pub mod behavior;
pub mod projector;
pub mod view;

pub use behavior::{pattern_confidence, refresh_dependents, BehaviorPattern};
pub use projector::{project, PersonalityState};
pub use view::PersonalityView;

*About this task*.
Answer with the number alone: how many lines in the records include the word "behavior"?

*Exercise result*.
2